= Beginning of Section =

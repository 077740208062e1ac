//! Tether client: entry point.
//!
//! ```text
//! tether-client send <type> <json>            Send a JSON envelope and print the ack
//! tether-client upload <file> [--as <name>]   Upload a file
//! tether-client download <remote> <dest>      Download a file
//! tether-client list [dir]                    List files on the server
//! tether-client screenshot [--monitor N] <out>
//! tether-client watch                         Stay connected and print pushed events
//! tether-client stress <op> [-n N]            Run a synthetic workload
//! tether-client seal-secret <secret>          Store the shared secret in the config
//! ```

use std::path::PathBuf;
use std::sync::Arc;

use clap::{Parser, Subcommand};
use tokio::sync::mpsc;
use tracing::{debug, info, warn};

use tether_core::logging::{self, LogConfig};
use tether_core::{AppConfig, ChannelPool, CredentialVault, EndpointIdentity, Secret};
use tether_client::{
    ClientSession, MixWeights, ReconnectSupervisor, SessionEvent, SessionOptions, StressConfig,
    StressHarness, StressOperation, SupervisorConfig,
};

// ── CLI ──────────────────────────────────────────────────────────

#[derive(Parser, Debug)]
#[command(name = "tether-client", about = "Tether RPC client")]
struct Cli {
    /// Path to the JSON configuration file.
    #[arg(short, long, default_value = "tether-client.json")]
    config: PathBuf,

    /// Write the default configuration to the config path and exit.
    #[arg(long)]
    gen_config: bool,

    /// Name reported to the server.
    #[arg(long, default_value = "tether-client")]
    name: String,

    #[command(subcommand)]
    command: Option<Command>,
}

#[derive(Subcommand, Debug)]
enum Command {
    /// Send a JSON envelope and wait for its ack.
    Send { kind: String, json: String },
    /// Upload a local file.
    Upload {
        file: PathBuf,
        /// Name to store the file under.
        #[arg(long = "as")]
        remote_name: Option<String>,
    },
    /// Download a file from the storage root.
    Download { remote: String, dest: PathBuf },
    /// List files in a directory beneath the storage root.
    List {
        #[arg(default_value = "")]
        directory: String,
    },
    /// Capture a monitor and save it as a BMP.
    Screenshot {
        output: PathBuf,
        #[arg(long, default_value_t = 0)]
        monitor: u32,
    },
    /// Stay connected, reconnecting when the link drops, and print events.
    Watch {
        /// Seconds between reconnect attempts.
        #[arg(long, default_value_t = 3)]
        retry_secs: u64,
    },
    /// Run a synthetic workload and print the report.
    Stress {
        /// json, upload, download or mixed.
        operation: StressOperation,
        #[arg(short = 'n', long, default_value_t = 100)]
        iterations: u32,
        #[arg(long, default_value_t = 256 * 1024)]
        payload_size: usize,
        #[arg(long, default_value_t = 42)]
        seed: u64,
    },
    /// Seal a shared secret into the configuration file.
    SealSecret { secret: String },
}

// ── Main ─────────────────────────────────────────────────────────

#[tokio::main]
async fn main() -> Result<(), Box<dyn std::error::Error>> {
    let cli = Cli::parse();

    if cli.gen_config {
        AppConfig::write_default(&cli.config)?;
        println!("wrote {}", cli.config.display());
        return Ok(());
    }

    let mut config = AppConfig::load(&cli.config);
    logging::init(&LogConfig::from(&config))?;
    let vault = CredentialVault::for_current_user();

    let Some(command) = cli.command else {
        println!("nothing to do; see --help");
        return Ok(());
    };

    if let Command::SealSecret { secret } = &command {
        config.set_secret(&vault, &Secret::from(secret.as_str()))?;
        config.save(&cli.config)?;
        println!("secret sealed into {}", cli.config.display());
        return Ok(());
    }

    let options = SessionOptions::from_config(&config, config.secret(&vault)?).with_client_name(&cli.name);
    let endpoint = config.endpoint();
    info!("tether-client v{} -> {endpoint}", env!("CARGO_PKG_VERSION"));
    execute(command, client_pool(), endpoint, options).await
}

fn client_pool() -> Arc<ChannelPool> {
    let pool = Arc::new(ChannelPool::tcp());
    pool.start_sweeper();
    pool
}

/// Run `command`, then close every pooled channel whatever the outcome.
async fn execute(
    command: Command,
    pool: Arc<ChannelPool>,
    endpoint: EndpointIdentity,
    options: SessionOptions,
) -> Result<(), Box<dyn std::error::Error>> {
    let result = match command {
        Command::Watch { retry_secs } => watch(pool.clone(), endpoint, options, retry_secs).await,
        command => run(command, pool.clone(), endpoint, options).await,
    };
    pool.shutdown();
    result
}

/// One-shot commands over a single session.
async fn run(
    command: Command,
    pool: Arc<ChannelPool>,
    endpoint: EndpointIdentity,
    options: SessionOptions,
) -> Result<(), Box<dyn std::error::Error>> {
    let (session, events) = ClientSession::connect(pool, endpoint, options).await?;
    if session.is_lost() {
        session.close();
        return Err("connection lost during handshake".into());
    }
    tokio::spawn(log_events(events));

    match command {
        Command::Send { kind, json } => {
            let ack = session.send_json(kind, json).await?;
            match ack.error {
                None if ack.success => println!("ack {}", ack.id),
                error => println!("nack {}: {}", ack.id, error.unwrap_or_default()),
            }
        }
        Command::Upload { file, remote_name } => {
            let status = session.upload(&file, remote_name.as_deref()).await?;
            println!("uploaded {}", status.path);
        }
        Command::Download { remote, dest } => {
            let size = session.download(&remote, &dest).await?;
            println!("downloaded {size} bytes to {}", dest.display());
        }
        Command::List { directory } => {
            for file in session.list(&directory).await? {
                println!("{file}");
            }
        }
        Command::Screenshot { output, monitor } => {
            let image = session.screenshot(monitor).await?;
            tokio::fs::write(&output, &image).await?;
            println!("saved {} bytes to {}", image.len(), output.display());
        }
        Command::Stress {
            operation,
            iterations,
            payload_size,
            seed,
        } => {
            let stress = StressConfig {
                operation,
                iterations,
                payload_size,
                seed,
                weights: MixWeights::default(),
                ..StressConfig::default()
            };
            let report = StressHarness::new(&session, stress).run().await?;
            println!("{report}");
        }
        Command::Watch { .. } | Command::SealSecret { .. } => {}
    }

    session.close();
    Ok(())
}

/// Keep the session's event queue drained while a command runs.
async fn log_events(mut events: mpsc::UnboundedReceiver<SessionEvent>) {
    while let Some(event) = events.recv().await {
        match event {
            SessionEvent::Progress {
                direction,
                name,
                percent,
            } => debug!(?direction, %name, percent, "progress"),
            SessionEvent::ConnectionLost { reason } => warn!(%reason, "connection lost"),
            other => debug!(?other, "session event"),
        }
    }
}

async fn watch(
    pool: Arc<ChannelPool>,
    endpoint: EndpointIdentity,
    options: SessionOptions,
    retry_secs: u64,
) -> Result<(), Box<dyn std::error::Error>> {
    let config = SupervisorConfig {
        reconnect_delay: std::time::Duration::from_secs(retry_secs),
        ..SupervisorConfig::default()
    };
    let (supervisor, mut events) = ReconnectSupervisor::new(pool, endpoint, options, config);
    supervisor.connect().await?;

    let mut states = supervisor.watch_state();
    loop {
        tokio::select! {
            _ = tokio::signal::ctrl_c() => break,
            changed = states.changed() => {
                if changed.is_err() {
                    break;
                }
                let state = states.borrow_and_update().clone();
                info!(?state, "connection state");
            }
            event = events.recv() => match event {
                Some(SessionEvent::JsonReceived(envelope)) => {
                    println!("json [{}] {}", envelope.kind, envelope.json);
                }
                Some(SessionEvent::BytesReceived(message)) => {
                    println!("bytes [{}] {} bytes", message.kind, message.data.len());
                }
                Some(SessionEvent::FileReceived { name, size, saved_to }) => match saved_to {
                    Some(path) => println!("file {name} ({size} bytes) -> {}", path.display()),
                    None => println!("file {name} ({size} bytes)"),
                },
                Some(SessionEvent::FileFailed { name, error }) => warn!(%name, %error, "broadcast file failed"),
                Some(SessionEvent::Progress { .. }) => {}
                Some(SessionEvent::ConnectionLost { reason }) => warn!(%reason, "connection lost"),
                None => break,
            },
        }
    }
    supervisor.disconnect();
    Ok(())
}

#[cfg(test)]
mod tests {
    use super::*;
    use std::time::Duration;

    use tether_core::AuthGuard;
    use tether_server::{BroadcastHub, FileStore, Server, TetherService};
    use tokio_util::sync::CancellationToken;

    async fn serve(dir: &std::path::Path, secret: &str) -> (EndpointIdentity, CancellationToken) {
        let service = TetherService::new(
            Arc::new(BroadcastHub::new(64 * 1024)),
            FileStore::new(dir, "", 64 * 1024),
            AuthGuard::from_secret(Some(Secret::from(secret))),
        );
        let server = Server::bind("127.0.0.1:0", Arc::new(service)).await.unwrap();
        let addr = server.local_addr().unwrap();
        let shutdown = server.shutdown_token();
        tokio::spawn(server.run());
        (EndpointIdentity::new(addr.ip().to_string(), addr.port()), shutdown)
    }

    fn options(secret: &str) -> SessionOptions {
        SessionOptions::default()
            .with_client_name("cli-test")
            .with_secret(Secret::from(secret))
    }

    #[tokio::test]
    async fn command_leaves_no_pooled_channel_behind() {
        let dir = tempfile::tempdir().unwrap();
        std::fs::write(dir.path().join("a.txt"), b"a").unwrap();
        let (endpoint, shutdown) = serve(dir.path(), "s3cret").await;

        let pool = client_pool();
        let list = Command::List { directory: String::new() };
        execute(list, pool.clone(), endpoint, options("s3cret")).await.unwrap();
        assert!(pool.is_empty());
        shutdown.cancel();
    }

    #[tokio::test]
    async fn failed_command_still_shuts_the_pool_down() {
        let dir = tempfile::tempdir().unwrap();
        let (endpoint, shutdown) = serve(dir.path(), "s3cret").await;

        let pool = client_pool();
        let send = Command::Send {
            kind: "t".into(),
            json: "{}".into(),
        };
        let outcome = tokio::time::timeout(
            Duration::from_secs(10),
            execute(send, pool.clone(), endpoint, options("guess")),
        )
        .await
        .unwrap();
        assert!(outcome.is_err());
        assert!(pool.is_empty());
        shutdown.cancel();
    }

    #[tokio::test]
    async fn event_log_drains_until_the_session_is_gone() {
        let (tx, rx) = mpsc::unbounded_channel();
        for percent in 0..=100u8 {
            tx.send(SessionEvent::Progress {
                direction: tether_client::Direction::Upload,
                name: "big.bin".into(),
                percent,
            })
            .unwrap();
        }
        let drain = tokio::spawn(log_events(rx));
        drop(tx);
        tokio::time::timeout(Duration::from_secs(2), drain).await.unwrap().unwrap();
    }
}
//! Screen capture seam.
//!
//! The screenshot call asks a [`ScreenSource`] for one encoded image and
//! streams it back with the chunk codec. Real capture engines live outside
//! this crate; [`SyntheticScreen`] renders a deterministic test pattern.

use async_trait::async_trait;

use tether_core::TetherError;

#[async_trait]
pub trait ScreenSource: Send + Sync {
    fn monitor_count(&self) -> u32;

    /// Capture monitor `monitor_index` (0 = primary) as an encoded image.
    async fn capture(&self, monitor_index: u32) -> Result<Vec<u8>, TetherError>;
}

/// Renders a 24-bit BMP gradient per monitor.
#[derive(Debug, Clone)]
pub struct SyntheticScreen {
    width: u32,
    height: u32,
    monitors: u32,
}

impl Default for SyntheticScreen {
    fn default() -> Self {
        Self::new(320, 200, 1)
    }
}

const FILE_HEADER_LEN: u32 = 14;
const INFO_HEADER_LEN: u32 = 40;

impl SyntheticScreen {
    pub fn new(width: u32, height: u32, monitors: u32) -> Self {
        Self {
            width: width.max(1),
            height: height.max(1),
            monitors: monitors.max(1),
        }
    }

    fn render(&self, monitor_index: u32) -> Vec<u8> {
        // Rows are padded to a multiple of four bytes.
        let row_len = (self.width * 3).div_ceil(4) * 4;
        let pixels_len = row_len * self.height;
        let offset = FILE_HEADER_LEN + INFO_HEADER_LEN;

        let mut out = Vec::with_capacity((offset + pixels_len) as usize);
        out.extend_from_slice(b"BM");
        out.extend_from_slice(&(offset + pixels_len).to_le_bytes());
        out.extend_from_slice(&0u32.to_le_bytes());
        out.extend_from_slice(&offset.to_le_bytes());

        out.extend_from_slice(&INFO_HEADER_LEN.to_le_bytes());
        out.extend_from_slice(&(self.width as i32).to_le_bytes());
        out.extend_from_slice(&(self.height as i32).to_le_bytes());
        out.extend_from_slice(&1u16.to_le_bytes());
        out.extend_from_slice(&24u16.to_le_bytes());
        out.extend_from_slice(&0u32.to_le_bytes()); // BI_RGB
        out.extend_from_slice(&pixels_len.to_le_bytes());
        out.extend_from_slice(&2835i32.to_le_bytes());
        out.extend_from_slice(&2835i32.to_le_bytes());
        out.extend_from_slice(&0u32.to_le_bytes());
        out.extend_from_slice(&0u32.to_le_bytes());

        let tint = (monitor_index.wrapping_mul(67) % 256) as u8;
        let padding = (row_len - self.width * 3) as usize;
        for y in 0..self.height {
            for x in 0..self.width {
                let r = (x * 255 / self.width) as u8;
                let g = (y * 255 / self.height) as u8;
                out.extend_from_slice(&[tint, g, r]);
            }
            out.extend(std::iter::repeat_n(0u8, padding));
        }
        out
    }
}

#[async_trait]
impl ScreenSource for SyntheticScreen {
    fn monitor_count(&self) -> u32 {
        self.monitors
    }

    async fn capture(&self, monitor_index: u32) -> Result<Vec<u8>, TetherError> {
        if monitor_index >= self.monitors {
            return Err(TetherError::Other(format!(
                "monitor {monitor_index} does not exist ({} available)",
                self.monitors
            )));
        }
        Ok(self.render(monitor_index))
    }
}

#[cfg(test)]
mod tests {
    use super::*;

    #[tokio::test]
    async fn renders_a_valid_bmp() {
        let screen = SyntheticScreen::new(5, 3, 1);
        let image = screen.capture(0).await.unwrap();
        assert_eq!(&image[..2], b"BM");
        // 5 px * 3 B = 15, padded to 16 per row.
        assert_eq!(image.len(), 54 + 16 * 3);
        let declared = u32::from_le_bytes(image[2..6].try_into().unwrap());
        assert_eq!(declared as usize, image.len());
    }

    #[tokio::test]
    async fn monitors_differ_and_out_of_range_fails() {
        let screen = SyntheticScreen::new(8, 8, 2);
        assert_ne!(screen.capture(0).await.unwrap(), screen.capture(1).await.unwrap());
        assert!(screen.capture(2).await.is_err());
    }
}
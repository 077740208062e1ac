use base64::{Engine, engine::general_purpose::STANDARD as BASE64};
use tracing::debug;

use super::vault::Secret;
use crate::protocol::call::{CallMetadata, Status};

/// Metadata header carrying the base64-encoded shared secret.
pub const AUTH_HEADER: &str = "x-tether-auth";

/// Server-side gate run before any handler logic.
#[derive(Debug, Clone)]
pub struct AuthGuard {
    expected: Option<Secret>,
}

impl AuthGuard {
    /// Require `secret` on every call.
    pub fn new(secret: Secret) -> Self {
        Self::from_secret(Some(secret))
    }

    /// Accept every call.
    pub fn open() -> Self {
        Self { expected: None }
    }

    /// An empty secret is treated as none configured.
    pub fn from_secret(secret: Option<Secret>) -> Self {
        Self {
            expected: secret.filter(|s| !s.is_empty()),
        }
    }

    pub fn is_open(&self) -> bool {
        self.expected.is_none()
    }

    /// Check the auth header of one call.
    pub fn check(&self, metadata: &CallMetadata) -> Result<(), Status> {
        let Some(expected) = &self.expected else {
            return Ok(());
        };
        let header = metadata
            .get(AUTH_HEADER)
            .filter(|h| !h.is_empty())
            .ok_or_else(|| Status::unauthenticated("missing auth header"))?;
        let presented = BASE64
            .decode(header)
            .map_err(|_| Status::unauthenticated("malformed auth header"))?;
        if constant_time_eq(&presented, expected.as_bytes()) {
            Ok(())
        } else {
            debug!("auth header did not match");
            Err(Status::unauthenticated("invalid credentials"))
        }
    }
}

impl Secret {
    /// Value for the [`AUTH_HEADER`] metadata field.
    pub fn header_value(&self) -> String {
        BASE64.encode(self.as_bytes())
    }

    /// Attach the auth header to `metadata`.
    pub fn authorize(&self, metadata: &mut CallMetadata) {
        metadata.insert(AUTH_HEADER, self.header_value());
    }
}

/// Constant-time comparison to prevent timing attacks
fn constant_time_eq(a: &[u8], b: &[u8]) -> bool {
    if a.len() != b.len() {
        return false;
    }

    let mut result = 0u8;
    for (x, y) in a.iter().zip(b.iter()) {
        result |= x ^ y;
    }
    result == 0
}
//! Synthetic workload driver for soak-testing a session.
//!
//! Runs `iterations` operations back to back on one [`ClientSession`] and
//! aggregates counts, bytes moved and latency percentiles. `mixed` picks
//! each operation from a seeded weighted distribution, so a run is
//! reproducible for a given seed.

use std::fmt;
use std::path::PathBuf;
use std::str::FromStr;
use std::time::{Duration, Instant};

use rand::distributions::{Distribution, WeightedIndex};
use rand::rngs::StdRng;
use rand::{RngCore, SeedableRng};
use tracing::{debug, info, warn};

use tether_core::TetherError;

use crate::session::ClientSession;

const SEED_FILE: &str = "stress-seed.bin";
const UPLOAD_NAME: &str = "stress-upload.bin";

#[derive(Debug, Clone, Copy, PartialEq, Eq)]
pub enum StressOperation {
    Json,
    Upload,
    Download,
    Mixed,
}

impl fmt::Display for StressOperation {
    fn fmt(&self, f: &mut fmt::Formatter<'_>) -> fmt::Result {
        match self {
            StressOperation::Json => write!(f, "json"),
            StressOperation::Upload => write!(f, "upload"),
            StressOperation::Download => write!(f, "download"),
            StressOperation::Mixed => write!(f, "mixed"),
        }
    }
}

impl FromStr for StressOperation {
    type Err = String;

    fn from_str(s: &str) -> Result<Self, Self::Err> {
        match s.to_ascii_lowercase().as_str() {
            "json" => Ok(Self::Json),
            "upload" => Ok(Self::Upload),
            "download" => Ok(Self::Download),
            "mixed" => Ok(Self::Mixed),
            other => Err(format!("unknown stress operation: {other}")),
        }
    }
}

/// Relative weights for `mixed`.
#[derive(Debug, Clone, Copy, PartialEq, Eq)]
pub struct MixWeights {
    pub json: u32,
    pub upload: u32,
    pub download: u32,
}

impl Default for MixWeights {
    fn default() -> Self {
        Self {
            json: 6,
            upload: 2,
            download: 2,
        }
    }
}

#[derive(Debug, Clone)]
pub struct StressConfig {
    pub operation: StressOperation,
    pub iterations: u32,
    /// Size of the generated upload/download payload.
    pub payload_size: usize,
    pub seed: u64,
    pub weights: MixWeights,
    /// Where the local payload and downloads are written.
    pub scratch_dir: PathBuf,
}

impl Default for StressConfig {
    fn default() -> Self {
        Self {
            operation: StressOperation::Json,
            iterations: 100,
            payload_size: 256 * 1024,
            seed: 42,
            weights: MixWeights::default(),
            scratch_dir: std::env::temp_dir().join("tether-stress"),
        }
    }
}

// ── Report ───────────────────────────────────────────────────────

#[derive(Debug, Clone)]
pub struct StressReport {
    pub operation: StressOperation,
    pub iterations: u32,
    pub successes: u32,
    pub failures: u32,
    pub bytes: u64,
    pub elapsed: Duration,
    /// One entry per iteration, in completion order.
    pub latencies: Vec<Duration>,
    /// First few failure messages.
    pub errors: Vec<String>,
}

const MAX_RECORDED_ERRORS: usize = 10;

impl StressReport {
    fn new(operation: StressOperation) -> Self {
        Self {
            operation,
            iterations: 0,
            successes: 0,
            failures: 0,
            bytes: 0,
            elapsed: Duration::ZERO,
            latencies: Vec::new(),
            errors: Vec::new(),
        }
    }

    fn record(&mut self, latency: Duration, outcome: Result<u64, TetherError>) {
        self.iterations += 1;
        self.latencies.push(latency);
        match outcome {
            Ok(bytes) => {
                self.successes += 1;
                self.bytes += bytes;
            }
            Err(e) => {
                self.failures += 1;
                if self.errors.len() < MAX_RECORDED_ERRORS {
                    self.errors.push(e.to_string());
                }
            }
        }
    }

    /// Percentage of iterations that succeeded.
    pub fn success_rate(&self) -> f64 {
        if self.iterations == 0 {
            return 0.0;
        }
        self.successes as f64 * 100.0 / self.iterations as f64
    }

    pub fn ops_per_second(&self) -> f64 {
        per_second(self.iterations as f64, self.elapsed)
    }

    pub fn bytes_per_second(&self) -> f64 {
        per_second(self.bytes as f64, self.elapsed)
    }

    pub fn min_latency(&self) -> Duration {
        self.latencies.iter().copied().min().unwrap_or_default()
    }

    pub fn max_latency(&self) -> Duration {
        self.latencies.iter().copied().max().unwrap_or_default()
    }

    pub fn mean_latency(&self) -> Duration {
        if self.latencies.is_empty() {
            return Duration::ZERO;
        }
        self.latencies.iter().sum::<Duration>() / self.latencies.len() as u32
    }

    /// Nearest-rank 95th percentile.
    pub fn p95_latency(&self) -> Duration {
        if self.latencies.is_empty() {
            return Duration::ZERO;
        }
        let mut sorted = self.latencies.clone();
        sorted.sort_unstable();
        let rank = (sorted.len() * 95).div_ceil(100);
        sorted[rank.saturating_sub(1)]
    }
}

fn per_second(amount: f64, elapsed: Duration) -> f64 {
    let secs = elapsed.as_secs_f64();
    if secs > 0.0 { amount / secs } else { 0.0 }
}

impl fmt::Display for StressReport {
    fn fmt(&self, f: &mut fmt::Formatter<'_>) -> fmt::Result {
        writeln!(f, "operation:    {}", self.operation)?;
        writeln!(f, "iterations:   {}", self.iterations)?;
        writeln!(f, "successes:    {}", self.successes)?;
        writeln!(f, "failures:     {}", self.failures)?;
        writeln!(f, "success rate: {:.2}%", self.success_rate())?;
        writeln!(f, "elapsed:      {:.3}s", self.elapsed.as_secs_f64())?;
        writeln!(f, "ops/sec:      {:.2}", self.ops_per_second())?;
        writeln!(f, "bytes moved:  {}", self.bytes)?;
        writeln!(f, "throughput:   {:.2} KiB/s", self.bytes_per_second() / 1024.0)?;
        write!(
            f,
            "latency:      min {:?} / mean {:?} / p95 {:?} / max {:?}",
            self.min_latency(),
            self.mean_latency(),
            self.p95_latency(),
            self.max_latency()
        )
    }
}

// ── Harness ──────────────────────────────────────────────────────

pub struct StressHarness<'a> {
    session: &'a ClientSession,
    config: StressConfig,
}

impl<'a> StressHarness<'a> {
    pub fn new(session: &'a ClientSession, config: StressConfig) -> Self {
        Self { session, config }
    }

    fn needs(&self, op: StressOperation) -> bool {
        let w = self.config.weights;
        match self.config.operation {
            StressOperation::Mixed => match op {
                StressOperation::Upload => w.upload > 0,
                StressOperation::Download => w.download > 0,
                _ => false,
            },
            current => current == op,
        }
    }

    fn payload_path(&self) -> PathBuf {
        self.config.scratch_dir.join("stress-payload.bin")
    }

    /// Write the local payload and, for downloads, seed the server.
    async fn prepare(&self) -> Result<(), TetherError> {
        if !self.needs(StressOperation::Upload) && !self.needs(StressOperation::Download) {
            return Ok(());
        }
        let mut payload = vec![0u8; self.config.payload_size];
        StdRng::seed_from_u64(self.config.seed).fill_bytes(&mut payload);
        tokio::fs::create_dir_all(&self.config.scratch_dir).await?;
        tokio::fs::write(self.payload_path(), &payload).await?;

        if self.needs(StressOperation::Download) {
            self.session.upload(&self.payload_path(), Some(SEED_FILE)).await?;
            debug!(size = payload.len(), "download seed uploaded");
        }
        Ok(())
    }

    pub async fn run(&self) -> Result<StressReport, TetherError> {
        self.prepare().await?;

        let mut rng = StdRng::seed_from_u64(self.config.seed);
        let w = self.config.weights;
        let choices = [
            (StressOperation::Json, w.json),
            (StressOperation::Upload, w.upload),
            (StressOperation::Download, w.download),
        ];
        let mix = match self.config.operation {
            StressOperation::Mixed => Some(
                WeightedIndex::new(choices.iter().map(|(_, weight)| *weight))
                    .map_err(|e| TetherError::Config(format!("invalid mix weights: {e}")))?,
            ),
            _ => None,
        };

        info!(
            operation = %self.config.operation,
            iterations = self.config.iterations,
            seed = self.config.seed,
            "stress run started"
        );
        let mut report = StressReport::new(self.config.operation);
        let started = Instant::now();
        for iteration in 0..self.config.iterations {
            let op = match &mix {
                Some(mix) => choices[mix.sample(&mut rng)].0,
                None => self.config.operation,
            };
            let t0 = Instant::now();
            let outcome = self.run_once(op, iteration).await;
            if let Err(e) = &outcome {
                warn!(%op, iteration, error = %e, "stress iteration failed");
            }
            report.record(t0.elapsed(), outcome);
        }
        report.elapsed = started.elapsed();
        info!(
            successes = report.successes,
            failures = report.failures,
            "stress run finished: {:.2}% success",
            report.success_rate()
        );
        Ok(report)
    }

    /// One operation; returns the payload bytes it moved.
    async fn run_once(&self, op: StressOperation, iteration: u32) -> Result<u64, TetherError> {
        match op {
            StressOperation::Json => {
                let json = serde_json::json!({ "iteration": iteration, "seed": self.config.seed }).to_string();
                let len = json.len() as u64;
                let ack = self.session.send_json("stress", json).await?;
                if ack.success {
                    Ok(len)
                } else {
                    Err(TetherError::Remote(ack.error.unwrap_or_else(|| "negative ack".into())))
                }
            }
            StressOperation::Upload => {
                self.session.upload(&self.payload_path(), Some(UPLOAD_NAME)).await?;
                Ok(self.config.payload_size as u64)
            }
            StressOperation::Download => {
                let dest = self.config.scratch_dir.join("stress-download.bin");
                self.session.download(SEED_FILE, &dest).await
            }
            StressOperation::Mixed => Err(TetherError::Other("mixed is not a single operation".into())),
        }
    }
}

#[cfg(test)]
mod tests {
    use super::*;

    fn report(latencies_ms: &[u64], failures: u32) -> StressReport {
        let mut report = StressReport::new(StressOperation::Json);
        for (i, ms) in latencies_ms.iter().enumerate() {
            let outcome = if (i as u32) < failures {
                Err(TetherError::ChannelClosed)
            } else {
                Ok(10)
            };
            report.record(Duration::from_millis(*ms), outcome);
        }
        report.elapsed = Duration::from_secs(2);
        report
    }

    #[test]
    fn latency_statistics() {
        let latencies: Vec<u64> = (1..=20).collect();
        let r = report(&latencies, 0);
        assert_eq!(r.min_latency(), Duration::from_millis(1));
        assert_eq!(r.max_latency(), Duration::from_millis(20));
        assert_eq!(r.p95_latency(), Duration::from_millis(19));
        assert_eq!(r.mean_latency(), Duration::from_micros(10_500));
        assert_eq!(r.ops_per_second(), 10.0);
        assert_eq!(r.bytes, 200);
    }

    #[test]
    fn success_rate_has_two_decimals() {
        let r = report(&[1, 1, 1], 1);
        assert_eq!(format!("{:.2}", r.success_rate()), "66.67");
        assert!(r.to_string().contains("success rate: 66.67%"));
        assert_eq!(r.errors, vec!["channel closed"]);
    }

    #[test]
    fn empty_report_is_zeroed() {
        let r = StressReport::new(StressOperation::Mixed);
        assert_eq!(r.success_rate(), 0.0);
        assert_eq!(r.p95_latency(), Duration::ZERO);
        assert_eq!(r.mean_latency(), Duration::ZERO);
    }

    #[test]
    fn operations_parse() {
        assert_eq!("MIXED".parse::<StressOperation>().unwrap(), StressOperation::Mixed);
        assert!("ping".parse::<StressOperation>().is_err());
    }

    #[test]
    fn seeded_mix_is_reproducible() {
        let weights = WeightedIndex::new([6u32, 2, 2]).unwrap();
        let draw = |seed| {
            let mut rng = StdRng::seed_from_u64(seed);
            (0..50).map(|_| weights.sample(&mut rng)).collect::<Vec<_>>()
        };
        assert_eq!(draw(9), draw(9));
    }
}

= End of Section =

- _Brief_
Every line in the entries above that has the word "timeout" should be identified and copied.

- _Result of this task_
        let outcome = tokio::time::timeout(
        tokio::time::timeout(Duration::from_secs(2), drain).await.unwrap().unwrap();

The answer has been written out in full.